Every line holding "first" should be copied from the records below.

Raw data:
★ ★ ★ ★ ★

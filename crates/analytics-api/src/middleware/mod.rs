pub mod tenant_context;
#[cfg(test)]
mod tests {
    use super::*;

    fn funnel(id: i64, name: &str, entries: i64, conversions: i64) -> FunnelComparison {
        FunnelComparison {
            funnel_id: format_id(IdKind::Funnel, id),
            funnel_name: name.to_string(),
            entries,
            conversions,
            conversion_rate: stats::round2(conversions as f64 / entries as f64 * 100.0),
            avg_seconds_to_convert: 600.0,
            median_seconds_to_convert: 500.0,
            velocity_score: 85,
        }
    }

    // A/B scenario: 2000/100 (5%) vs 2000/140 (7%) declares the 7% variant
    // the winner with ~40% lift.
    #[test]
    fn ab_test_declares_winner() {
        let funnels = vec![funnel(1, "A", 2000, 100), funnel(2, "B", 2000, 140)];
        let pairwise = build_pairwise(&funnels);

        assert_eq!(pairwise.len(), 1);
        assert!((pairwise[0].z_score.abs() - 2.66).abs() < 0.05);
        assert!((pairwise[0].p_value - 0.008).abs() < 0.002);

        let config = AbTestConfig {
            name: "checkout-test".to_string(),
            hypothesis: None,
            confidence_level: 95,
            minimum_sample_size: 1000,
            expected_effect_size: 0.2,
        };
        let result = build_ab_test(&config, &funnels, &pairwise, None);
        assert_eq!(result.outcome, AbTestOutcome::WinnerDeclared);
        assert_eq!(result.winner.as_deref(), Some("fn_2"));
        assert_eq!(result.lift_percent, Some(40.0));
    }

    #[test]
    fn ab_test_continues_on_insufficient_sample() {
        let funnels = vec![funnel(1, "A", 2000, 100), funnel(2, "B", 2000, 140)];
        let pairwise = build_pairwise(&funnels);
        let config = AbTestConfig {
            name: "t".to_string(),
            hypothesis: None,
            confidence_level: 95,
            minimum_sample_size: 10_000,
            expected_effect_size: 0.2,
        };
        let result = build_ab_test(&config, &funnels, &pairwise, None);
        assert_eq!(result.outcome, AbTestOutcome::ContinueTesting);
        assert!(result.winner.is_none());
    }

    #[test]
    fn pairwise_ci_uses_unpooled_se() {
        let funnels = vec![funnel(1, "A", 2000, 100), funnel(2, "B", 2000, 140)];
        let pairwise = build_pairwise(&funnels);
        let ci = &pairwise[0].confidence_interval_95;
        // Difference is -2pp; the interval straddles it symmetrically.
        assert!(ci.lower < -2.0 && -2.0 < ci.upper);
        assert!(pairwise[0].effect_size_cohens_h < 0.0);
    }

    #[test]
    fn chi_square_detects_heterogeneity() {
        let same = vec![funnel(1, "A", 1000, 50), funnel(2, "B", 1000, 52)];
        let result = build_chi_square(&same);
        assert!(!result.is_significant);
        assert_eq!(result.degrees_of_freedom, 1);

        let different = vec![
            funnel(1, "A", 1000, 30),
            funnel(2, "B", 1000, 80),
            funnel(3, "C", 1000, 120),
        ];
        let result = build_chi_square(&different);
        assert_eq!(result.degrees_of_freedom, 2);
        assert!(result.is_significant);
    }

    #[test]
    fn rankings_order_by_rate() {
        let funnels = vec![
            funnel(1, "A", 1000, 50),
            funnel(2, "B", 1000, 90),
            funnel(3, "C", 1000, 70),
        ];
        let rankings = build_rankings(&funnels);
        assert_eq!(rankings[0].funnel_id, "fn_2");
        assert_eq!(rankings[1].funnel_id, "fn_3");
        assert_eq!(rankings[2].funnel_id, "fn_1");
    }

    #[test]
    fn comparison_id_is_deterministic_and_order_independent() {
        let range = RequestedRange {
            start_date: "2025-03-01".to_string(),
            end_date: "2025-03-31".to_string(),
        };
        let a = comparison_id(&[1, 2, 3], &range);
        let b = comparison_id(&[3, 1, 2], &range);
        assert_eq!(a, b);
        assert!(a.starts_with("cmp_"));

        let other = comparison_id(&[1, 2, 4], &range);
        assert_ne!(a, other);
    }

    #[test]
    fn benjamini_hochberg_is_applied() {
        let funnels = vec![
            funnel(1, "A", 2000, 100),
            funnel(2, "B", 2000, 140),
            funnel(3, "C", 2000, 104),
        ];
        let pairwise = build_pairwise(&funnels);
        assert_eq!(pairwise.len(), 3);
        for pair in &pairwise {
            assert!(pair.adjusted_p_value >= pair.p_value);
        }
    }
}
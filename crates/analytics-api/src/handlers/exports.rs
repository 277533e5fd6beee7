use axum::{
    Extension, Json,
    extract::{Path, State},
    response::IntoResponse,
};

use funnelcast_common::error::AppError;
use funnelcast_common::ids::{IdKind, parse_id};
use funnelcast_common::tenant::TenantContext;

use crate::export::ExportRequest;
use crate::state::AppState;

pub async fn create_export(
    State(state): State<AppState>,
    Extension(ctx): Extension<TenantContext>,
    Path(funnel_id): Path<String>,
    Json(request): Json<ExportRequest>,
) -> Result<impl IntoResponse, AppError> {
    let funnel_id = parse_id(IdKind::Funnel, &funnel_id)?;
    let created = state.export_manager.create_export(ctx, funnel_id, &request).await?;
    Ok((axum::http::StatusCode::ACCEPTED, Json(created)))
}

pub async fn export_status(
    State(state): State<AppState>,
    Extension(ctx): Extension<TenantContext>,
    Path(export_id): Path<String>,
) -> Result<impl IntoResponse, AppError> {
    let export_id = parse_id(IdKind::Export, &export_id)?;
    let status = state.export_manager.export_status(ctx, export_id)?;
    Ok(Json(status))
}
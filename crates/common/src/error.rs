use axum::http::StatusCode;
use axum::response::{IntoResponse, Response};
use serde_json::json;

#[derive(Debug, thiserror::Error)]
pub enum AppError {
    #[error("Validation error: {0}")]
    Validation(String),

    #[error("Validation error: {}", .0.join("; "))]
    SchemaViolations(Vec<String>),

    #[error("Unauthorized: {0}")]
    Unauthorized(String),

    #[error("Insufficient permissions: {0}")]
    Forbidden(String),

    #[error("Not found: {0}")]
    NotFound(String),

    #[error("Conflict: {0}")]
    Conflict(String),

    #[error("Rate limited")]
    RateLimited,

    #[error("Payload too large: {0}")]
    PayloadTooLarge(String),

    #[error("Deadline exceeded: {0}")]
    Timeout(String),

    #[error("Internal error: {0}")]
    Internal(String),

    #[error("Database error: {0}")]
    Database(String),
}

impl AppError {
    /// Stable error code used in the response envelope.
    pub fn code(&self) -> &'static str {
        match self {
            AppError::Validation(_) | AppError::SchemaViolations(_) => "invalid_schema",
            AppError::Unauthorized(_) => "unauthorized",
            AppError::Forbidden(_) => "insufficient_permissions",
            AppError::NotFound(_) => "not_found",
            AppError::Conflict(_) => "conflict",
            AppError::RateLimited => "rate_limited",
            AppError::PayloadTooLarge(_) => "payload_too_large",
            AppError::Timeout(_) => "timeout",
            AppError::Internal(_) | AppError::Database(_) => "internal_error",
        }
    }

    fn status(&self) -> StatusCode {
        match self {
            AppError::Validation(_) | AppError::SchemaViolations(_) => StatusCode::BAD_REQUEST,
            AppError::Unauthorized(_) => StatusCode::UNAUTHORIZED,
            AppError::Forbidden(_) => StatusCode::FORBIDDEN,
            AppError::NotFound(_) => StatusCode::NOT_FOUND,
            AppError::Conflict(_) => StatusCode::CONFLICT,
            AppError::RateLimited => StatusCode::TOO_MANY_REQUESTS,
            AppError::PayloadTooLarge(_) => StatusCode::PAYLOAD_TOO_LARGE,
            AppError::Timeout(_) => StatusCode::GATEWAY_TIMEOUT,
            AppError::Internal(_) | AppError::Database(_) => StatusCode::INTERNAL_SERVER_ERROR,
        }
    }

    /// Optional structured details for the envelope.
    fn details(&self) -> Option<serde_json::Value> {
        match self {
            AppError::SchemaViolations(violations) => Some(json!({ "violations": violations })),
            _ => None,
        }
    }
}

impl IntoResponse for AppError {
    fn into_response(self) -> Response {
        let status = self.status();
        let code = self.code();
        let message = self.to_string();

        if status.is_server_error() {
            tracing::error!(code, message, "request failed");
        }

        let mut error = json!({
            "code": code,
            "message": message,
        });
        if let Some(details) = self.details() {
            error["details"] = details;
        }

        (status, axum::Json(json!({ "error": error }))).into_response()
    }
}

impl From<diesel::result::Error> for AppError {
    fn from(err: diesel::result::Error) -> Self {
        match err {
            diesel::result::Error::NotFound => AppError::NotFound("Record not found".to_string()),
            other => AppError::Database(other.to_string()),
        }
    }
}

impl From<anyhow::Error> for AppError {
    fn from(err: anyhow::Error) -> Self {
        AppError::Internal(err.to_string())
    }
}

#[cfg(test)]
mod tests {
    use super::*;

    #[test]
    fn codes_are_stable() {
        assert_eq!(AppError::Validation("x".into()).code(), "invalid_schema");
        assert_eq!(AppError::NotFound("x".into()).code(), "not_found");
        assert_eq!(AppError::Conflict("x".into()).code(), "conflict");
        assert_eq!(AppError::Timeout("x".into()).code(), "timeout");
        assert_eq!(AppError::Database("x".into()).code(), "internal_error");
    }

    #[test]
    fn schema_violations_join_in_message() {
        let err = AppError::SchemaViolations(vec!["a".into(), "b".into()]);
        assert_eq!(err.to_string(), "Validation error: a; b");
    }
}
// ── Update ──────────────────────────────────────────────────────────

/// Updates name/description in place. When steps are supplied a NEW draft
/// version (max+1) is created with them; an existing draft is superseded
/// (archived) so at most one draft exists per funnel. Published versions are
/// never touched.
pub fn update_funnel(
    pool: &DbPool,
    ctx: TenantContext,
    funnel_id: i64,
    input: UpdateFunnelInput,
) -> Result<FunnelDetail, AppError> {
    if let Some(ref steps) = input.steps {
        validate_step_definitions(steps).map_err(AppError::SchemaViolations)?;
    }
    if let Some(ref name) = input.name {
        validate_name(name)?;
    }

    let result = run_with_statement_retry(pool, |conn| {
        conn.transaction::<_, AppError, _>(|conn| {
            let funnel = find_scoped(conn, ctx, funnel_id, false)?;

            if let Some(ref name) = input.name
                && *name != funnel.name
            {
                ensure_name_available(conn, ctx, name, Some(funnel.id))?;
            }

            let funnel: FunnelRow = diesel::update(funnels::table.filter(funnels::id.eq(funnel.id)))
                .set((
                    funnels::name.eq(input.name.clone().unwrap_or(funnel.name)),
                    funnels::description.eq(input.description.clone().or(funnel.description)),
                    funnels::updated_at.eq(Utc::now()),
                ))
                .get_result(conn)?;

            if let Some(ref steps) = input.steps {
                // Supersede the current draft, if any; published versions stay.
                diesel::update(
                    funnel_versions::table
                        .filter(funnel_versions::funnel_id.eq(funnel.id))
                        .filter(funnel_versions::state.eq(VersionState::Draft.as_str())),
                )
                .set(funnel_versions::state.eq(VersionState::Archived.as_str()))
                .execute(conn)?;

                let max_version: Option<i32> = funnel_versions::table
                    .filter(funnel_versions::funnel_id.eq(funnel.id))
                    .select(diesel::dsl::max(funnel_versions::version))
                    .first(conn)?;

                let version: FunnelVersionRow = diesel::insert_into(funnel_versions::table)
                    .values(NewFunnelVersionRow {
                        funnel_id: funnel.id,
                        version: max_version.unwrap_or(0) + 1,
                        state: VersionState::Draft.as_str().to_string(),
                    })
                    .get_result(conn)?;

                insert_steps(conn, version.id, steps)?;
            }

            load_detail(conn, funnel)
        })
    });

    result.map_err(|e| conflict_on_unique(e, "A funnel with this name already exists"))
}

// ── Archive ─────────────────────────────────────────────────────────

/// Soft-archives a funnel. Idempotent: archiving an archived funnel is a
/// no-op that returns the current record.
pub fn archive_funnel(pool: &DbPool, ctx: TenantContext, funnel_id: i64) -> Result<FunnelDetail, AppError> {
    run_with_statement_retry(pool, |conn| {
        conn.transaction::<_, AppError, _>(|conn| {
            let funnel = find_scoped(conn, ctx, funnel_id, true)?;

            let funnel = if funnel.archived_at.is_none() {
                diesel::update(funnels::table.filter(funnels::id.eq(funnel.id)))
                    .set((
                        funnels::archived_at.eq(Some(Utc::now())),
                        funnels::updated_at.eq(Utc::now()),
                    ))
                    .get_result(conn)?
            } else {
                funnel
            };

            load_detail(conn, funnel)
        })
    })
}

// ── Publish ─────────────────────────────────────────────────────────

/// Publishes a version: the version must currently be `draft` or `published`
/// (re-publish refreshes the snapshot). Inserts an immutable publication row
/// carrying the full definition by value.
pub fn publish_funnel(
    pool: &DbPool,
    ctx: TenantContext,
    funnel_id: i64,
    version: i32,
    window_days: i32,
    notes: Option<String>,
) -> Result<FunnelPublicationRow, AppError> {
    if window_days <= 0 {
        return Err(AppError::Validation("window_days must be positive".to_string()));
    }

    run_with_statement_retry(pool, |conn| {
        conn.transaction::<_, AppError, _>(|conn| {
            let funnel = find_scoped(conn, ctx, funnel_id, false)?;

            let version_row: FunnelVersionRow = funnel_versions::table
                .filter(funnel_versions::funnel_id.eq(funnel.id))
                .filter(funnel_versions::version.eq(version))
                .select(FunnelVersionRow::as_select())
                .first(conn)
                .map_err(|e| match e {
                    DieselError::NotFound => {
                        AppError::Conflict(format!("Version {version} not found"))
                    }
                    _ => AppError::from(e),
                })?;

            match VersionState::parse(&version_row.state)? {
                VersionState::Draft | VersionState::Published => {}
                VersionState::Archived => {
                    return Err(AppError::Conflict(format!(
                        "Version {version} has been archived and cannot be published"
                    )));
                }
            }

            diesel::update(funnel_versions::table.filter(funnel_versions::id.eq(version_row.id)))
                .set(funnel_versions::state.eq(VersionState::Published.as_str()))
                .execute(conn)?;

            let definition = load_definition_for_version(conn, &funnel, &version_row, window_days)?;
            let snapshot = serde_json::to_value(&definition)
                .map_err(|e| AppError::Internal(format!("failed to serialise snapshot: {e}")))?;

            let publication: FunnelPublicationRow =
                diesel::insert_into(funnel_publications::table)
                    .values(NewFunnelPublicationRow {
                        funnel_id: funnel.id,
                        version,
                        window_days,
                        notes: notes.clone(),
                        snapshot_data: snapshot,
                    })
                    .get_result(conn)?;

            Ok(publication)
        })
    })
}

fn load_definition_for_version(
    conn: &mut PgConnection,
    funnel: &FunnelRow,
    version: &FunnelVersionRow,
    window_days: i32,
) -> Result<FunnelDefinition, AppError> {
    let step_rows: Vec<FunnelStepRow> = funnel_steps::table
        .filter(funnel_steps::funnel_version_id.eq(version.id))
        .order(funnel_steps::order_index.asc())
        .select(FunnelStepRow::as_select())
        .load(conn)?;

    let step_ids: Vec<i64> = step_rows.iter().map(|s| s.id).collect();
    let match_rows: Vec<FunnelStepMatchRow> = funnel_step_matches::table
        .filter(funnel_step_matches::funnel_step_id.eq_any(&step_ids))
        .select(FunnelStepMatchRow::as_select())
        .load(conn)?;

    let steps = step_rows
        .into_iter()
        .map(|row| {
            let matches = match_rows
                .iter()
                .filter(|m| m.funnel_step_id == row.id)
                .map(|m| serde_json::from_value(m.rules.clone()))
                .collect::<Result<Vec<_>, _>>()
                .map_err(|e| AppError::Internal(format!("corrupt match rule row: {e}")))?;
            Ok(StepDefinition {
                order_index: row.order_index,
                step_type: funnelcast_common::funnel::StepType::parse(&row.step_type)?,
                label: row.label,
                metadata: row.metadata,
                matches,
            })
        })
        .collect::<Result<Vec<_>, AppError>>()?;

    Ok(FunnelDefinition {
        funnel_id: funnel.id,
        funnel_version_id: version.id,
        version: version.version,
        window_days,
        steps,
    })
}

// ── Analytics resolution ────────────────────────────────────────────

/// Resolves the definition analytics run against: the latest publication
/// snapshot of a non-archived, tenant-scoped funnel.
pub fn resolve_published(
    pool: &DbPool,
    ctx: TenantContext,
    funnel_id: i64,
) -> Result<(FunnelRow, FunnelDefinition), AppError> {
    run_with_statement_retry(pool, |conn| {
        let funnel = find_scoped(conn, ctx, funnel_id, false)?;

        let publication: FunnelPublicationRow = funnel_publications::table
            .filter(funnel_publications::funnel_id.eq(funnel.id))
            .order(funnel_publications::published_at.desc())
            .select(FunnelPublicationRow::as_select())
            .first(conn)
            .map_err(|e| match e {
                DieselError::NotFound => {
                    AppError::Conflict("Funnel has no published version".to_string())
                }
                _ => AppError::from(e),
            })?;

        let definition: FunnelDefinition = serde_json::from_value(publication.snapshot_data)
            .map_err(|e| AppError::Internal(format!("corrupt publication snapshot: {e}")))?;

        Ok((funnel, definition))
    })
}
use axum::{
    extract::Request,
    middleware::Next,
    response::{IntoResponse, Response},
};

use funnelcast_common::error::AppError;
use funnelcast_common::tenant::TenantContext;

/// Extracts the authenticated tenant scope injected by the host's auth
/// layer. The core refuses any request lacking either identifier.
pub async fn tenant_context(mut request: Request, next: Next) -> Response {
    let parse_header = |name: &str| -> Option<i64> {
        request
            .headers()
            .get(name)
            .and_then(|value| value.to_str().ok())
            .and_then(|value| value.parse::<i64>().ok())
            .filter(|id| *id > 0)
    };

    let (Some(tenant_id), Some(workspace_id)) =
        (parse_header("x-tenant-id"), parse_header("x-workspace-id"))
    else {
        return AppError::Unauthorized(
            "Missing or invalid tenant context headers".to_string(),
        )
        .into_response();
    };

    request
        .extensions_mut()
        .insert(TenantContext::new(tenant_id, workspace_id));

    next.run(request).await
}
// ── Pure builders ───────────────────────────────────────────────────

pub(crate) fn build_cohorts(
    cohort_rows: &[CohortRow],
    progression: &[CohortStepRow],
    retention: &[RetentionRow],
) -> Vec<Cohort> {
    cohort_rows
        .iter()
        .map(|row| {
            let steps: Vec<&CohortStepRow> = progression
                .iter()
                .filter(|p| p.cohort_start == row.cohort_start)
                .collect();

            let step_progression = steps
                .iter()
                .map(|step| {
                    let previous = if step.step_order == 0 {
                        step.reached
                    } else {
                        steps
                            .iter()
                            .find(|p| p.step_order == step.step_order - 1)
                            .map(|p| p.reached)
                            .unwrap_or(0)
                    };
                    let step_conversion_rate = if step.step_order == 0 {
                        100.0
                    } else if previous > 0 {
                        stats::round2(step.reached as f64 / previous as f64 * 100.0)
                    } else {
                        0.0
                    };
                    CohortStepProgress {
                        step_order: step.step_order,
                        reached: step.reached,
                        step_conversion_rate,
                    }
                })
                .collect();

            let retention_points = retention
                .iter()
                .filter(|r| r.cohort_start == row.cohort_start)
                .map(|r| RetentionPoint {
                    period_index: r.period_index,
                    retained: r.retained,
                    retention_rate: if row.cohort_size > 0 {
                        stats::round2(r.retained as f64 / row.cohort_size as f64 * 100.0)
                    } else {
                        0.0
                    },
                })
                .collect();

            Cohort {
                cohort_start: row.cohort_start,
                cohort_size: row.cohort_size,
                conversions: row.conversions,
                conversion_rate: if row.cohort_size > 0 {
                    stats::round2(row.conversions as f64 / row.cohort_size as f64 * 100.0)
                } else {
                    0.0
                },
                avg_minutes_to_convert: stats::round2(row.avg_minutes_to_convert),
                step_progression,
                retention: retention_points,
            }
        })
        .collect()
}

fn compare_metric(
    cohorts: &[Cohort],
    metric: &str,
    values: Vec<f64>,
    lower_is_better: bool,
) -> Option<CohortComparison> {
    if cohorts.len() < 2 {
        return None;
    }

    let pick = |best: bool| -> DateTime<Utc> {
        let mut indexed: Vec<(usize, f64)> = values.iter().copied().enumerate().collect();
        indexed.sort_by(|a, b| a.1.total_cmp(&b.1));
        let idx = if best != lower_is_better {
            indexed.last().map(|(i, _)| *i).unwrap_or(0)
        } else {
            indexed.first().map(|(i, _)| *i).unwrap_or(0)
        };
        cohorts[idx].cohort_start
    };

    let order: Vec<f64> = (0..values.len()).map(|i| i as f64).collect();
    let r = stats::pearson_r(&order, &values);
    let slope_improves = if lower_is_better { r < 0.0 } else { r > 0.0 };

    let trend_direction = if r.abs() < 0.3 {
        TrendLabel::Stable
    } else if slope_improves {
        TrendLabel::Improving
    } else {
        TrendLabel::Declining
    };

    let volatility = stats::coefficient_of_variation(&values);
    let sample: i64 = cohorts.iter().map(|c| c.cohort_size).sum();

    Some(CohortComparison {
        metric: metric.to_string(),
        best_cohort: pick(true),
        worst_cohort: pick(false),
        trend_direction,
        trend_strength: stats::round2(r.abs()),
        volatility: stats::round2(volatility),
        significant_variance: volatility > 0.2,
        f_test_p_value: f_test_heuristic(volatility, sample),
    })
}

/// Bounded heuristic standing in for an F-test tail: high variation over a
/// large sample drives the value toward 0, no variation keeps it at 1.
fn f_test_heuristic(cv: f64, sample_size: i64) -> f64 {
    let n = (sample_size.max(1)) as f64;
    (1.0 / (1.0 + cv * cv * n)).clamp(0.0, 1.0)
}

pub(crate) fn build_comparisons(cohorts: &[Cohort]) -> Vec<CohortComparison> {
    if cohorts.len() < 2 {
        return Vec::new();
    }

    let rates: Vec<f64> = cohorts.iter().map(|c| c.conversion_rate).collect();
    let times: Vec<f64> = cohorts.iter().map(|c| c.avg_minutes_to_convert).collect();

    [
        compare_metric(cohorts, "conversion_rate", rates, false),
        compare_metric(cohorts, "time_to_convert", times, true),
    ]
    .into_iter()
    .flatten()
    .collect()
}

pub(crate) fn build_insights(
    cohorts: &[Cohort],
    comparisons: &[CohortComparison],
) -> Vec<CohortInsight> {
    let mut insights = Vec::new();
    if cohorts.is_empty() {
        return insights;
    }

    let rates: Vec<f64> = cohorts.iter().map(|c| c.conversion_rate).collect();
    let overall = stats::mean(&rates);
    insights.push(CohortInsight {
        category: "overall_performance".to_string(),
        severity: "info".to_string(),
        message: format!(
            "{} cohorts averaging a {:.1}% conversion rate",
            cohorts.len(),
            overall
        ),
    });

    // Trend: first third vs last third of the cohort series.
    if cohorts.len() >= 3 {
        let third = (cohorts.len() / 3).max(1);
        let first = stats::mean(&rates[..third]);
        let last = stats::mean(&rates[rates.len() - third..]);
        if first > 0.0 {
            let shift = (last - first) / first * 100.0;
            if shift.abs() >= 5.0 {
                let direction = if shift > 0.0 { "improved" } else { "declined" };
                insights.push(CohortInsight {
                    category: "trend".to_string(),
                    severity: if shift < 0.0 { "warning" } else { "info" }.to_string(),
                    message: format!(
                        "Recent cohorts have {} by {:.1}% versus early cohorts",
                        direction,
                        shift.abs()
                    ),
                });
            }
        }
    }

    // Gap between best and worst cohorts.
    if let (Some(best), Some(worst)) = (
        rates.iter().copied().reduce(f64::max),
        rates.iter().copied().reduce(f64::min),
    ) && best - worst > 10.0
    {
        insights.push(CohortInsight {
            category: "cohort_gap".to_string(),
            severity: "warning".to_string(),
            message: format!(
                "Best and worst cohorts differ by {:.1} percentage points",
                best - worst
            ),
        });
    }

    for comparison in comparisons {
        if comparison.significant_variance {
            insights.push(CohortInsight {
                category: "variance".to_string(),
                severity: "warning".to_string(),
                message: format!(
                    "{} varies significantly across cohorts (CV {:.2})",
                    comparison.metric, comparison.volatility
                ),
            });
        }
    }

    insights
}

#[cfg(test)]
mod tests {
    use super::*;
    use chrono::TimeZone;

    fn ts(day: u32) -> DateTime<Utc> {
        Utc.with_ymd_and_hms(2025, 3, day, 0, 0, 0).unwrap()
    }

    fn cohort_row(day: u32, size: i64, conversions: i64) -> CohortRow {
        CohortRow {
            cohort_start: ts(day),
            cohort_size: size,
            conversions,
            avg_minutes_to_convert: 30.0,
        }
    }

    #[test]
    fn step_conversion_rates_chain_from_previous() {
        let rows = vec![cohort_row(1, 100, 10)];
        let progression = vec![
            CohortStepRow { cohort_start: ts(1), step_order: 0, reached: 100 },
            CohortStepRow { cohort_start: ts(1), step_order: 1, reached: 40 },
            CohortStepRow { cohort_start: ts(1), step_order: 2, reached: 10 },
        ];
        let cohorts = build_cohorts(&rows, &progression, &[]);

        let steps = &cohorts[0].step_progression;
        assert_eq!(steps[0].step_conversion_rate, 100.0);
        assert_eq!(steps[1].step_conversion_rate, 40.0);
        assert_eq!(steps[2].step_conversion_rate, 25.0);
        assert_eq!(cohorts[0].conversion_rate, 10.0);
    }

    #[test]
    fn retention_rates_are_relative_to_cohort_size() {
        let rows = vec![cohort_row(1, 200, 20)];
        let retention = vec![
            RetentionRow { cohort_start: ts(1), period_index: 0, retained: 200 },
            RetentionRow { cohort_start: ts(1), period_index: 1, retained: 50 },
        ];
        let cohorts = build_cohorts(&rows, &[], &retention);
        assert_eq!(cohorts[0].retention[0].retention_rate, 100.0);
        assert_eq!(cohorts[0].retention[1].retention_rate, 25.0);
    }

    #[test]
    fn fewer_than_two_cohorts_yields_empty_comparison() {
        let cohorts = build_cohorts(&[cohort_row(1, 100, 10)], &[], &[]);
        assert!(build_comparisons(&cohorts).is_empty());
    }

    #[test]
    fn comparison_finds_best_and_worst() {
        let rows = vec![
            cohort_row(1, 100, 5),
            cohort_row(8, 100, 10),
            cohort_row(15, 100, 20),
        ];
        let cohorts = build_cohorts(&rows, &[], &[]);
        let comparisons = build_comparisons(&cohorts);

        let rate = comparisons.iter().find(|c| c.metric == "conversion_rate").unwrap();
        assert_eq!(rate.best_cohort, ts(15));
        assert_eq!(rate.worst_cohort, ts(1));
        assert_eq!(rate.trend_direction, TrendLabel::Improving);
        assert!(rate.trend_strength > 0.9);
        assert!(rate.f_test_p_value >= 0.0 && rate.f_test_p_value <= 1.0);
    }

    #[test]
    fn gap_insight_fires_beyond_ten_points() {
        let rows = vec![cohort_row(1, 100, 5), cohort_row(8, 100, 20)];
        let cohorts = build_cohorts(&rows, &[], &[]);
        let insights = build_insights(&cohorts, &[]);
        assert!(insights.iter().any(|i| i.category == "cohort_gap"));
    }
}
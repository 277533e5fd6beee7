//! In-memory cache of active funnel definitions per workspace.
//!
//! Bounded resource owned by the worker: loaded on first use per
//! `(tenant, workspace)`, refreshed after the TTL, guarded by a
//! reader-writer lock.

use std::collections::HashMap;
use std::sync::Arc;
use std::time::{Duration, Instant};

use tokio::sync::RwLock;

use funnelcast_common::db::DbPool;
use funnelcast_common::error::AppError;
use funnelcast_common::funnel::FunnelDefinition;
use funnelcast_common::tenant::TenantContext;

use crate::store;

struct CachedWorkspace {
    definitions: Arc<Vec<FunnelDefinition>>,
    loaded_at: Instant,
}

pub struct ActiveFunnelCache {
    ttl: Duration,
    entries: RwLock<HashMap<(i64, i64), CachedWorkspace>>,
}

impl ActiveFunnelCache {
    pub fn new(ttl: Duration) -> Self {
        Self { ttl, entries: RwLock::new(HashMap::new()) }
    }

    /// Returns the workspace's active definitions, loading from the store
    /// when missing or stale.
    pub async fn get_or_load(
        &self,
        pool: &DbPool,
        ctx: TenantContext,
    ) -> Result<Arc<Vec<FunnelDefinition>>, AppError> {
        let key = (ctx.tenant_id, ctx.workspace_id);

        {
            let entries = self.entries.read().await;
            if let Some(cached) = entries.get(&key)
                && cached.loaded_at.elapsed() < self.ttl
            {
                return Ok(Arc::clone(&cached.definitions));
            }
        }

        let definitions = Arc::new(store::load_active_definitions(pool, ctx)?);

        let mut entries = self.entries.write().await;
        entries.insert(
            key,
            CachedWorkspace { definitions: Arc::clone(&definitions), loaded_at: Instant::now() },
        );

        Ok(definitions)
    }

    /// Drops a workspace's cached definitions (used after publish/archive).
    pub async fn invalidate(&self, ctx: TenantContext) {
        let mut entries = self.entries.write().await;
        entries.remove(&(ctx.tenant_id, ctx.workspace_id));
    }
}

★ ★ ★ ★ ★

Task solution:
                    .first(conn)?;
                .first(conn)
            .first(conn)
            indexed.first().map(|(i, _)| *i).unwrap_or(0)
    // Trend: first third vs last third of the cohort series.
        let first = stats::mean(&rates[..third]);
        if first > 0.0 {
            let shift = (last - first) / first * 100.0;
//! Bounded resource owned by the worker: loaded on first use per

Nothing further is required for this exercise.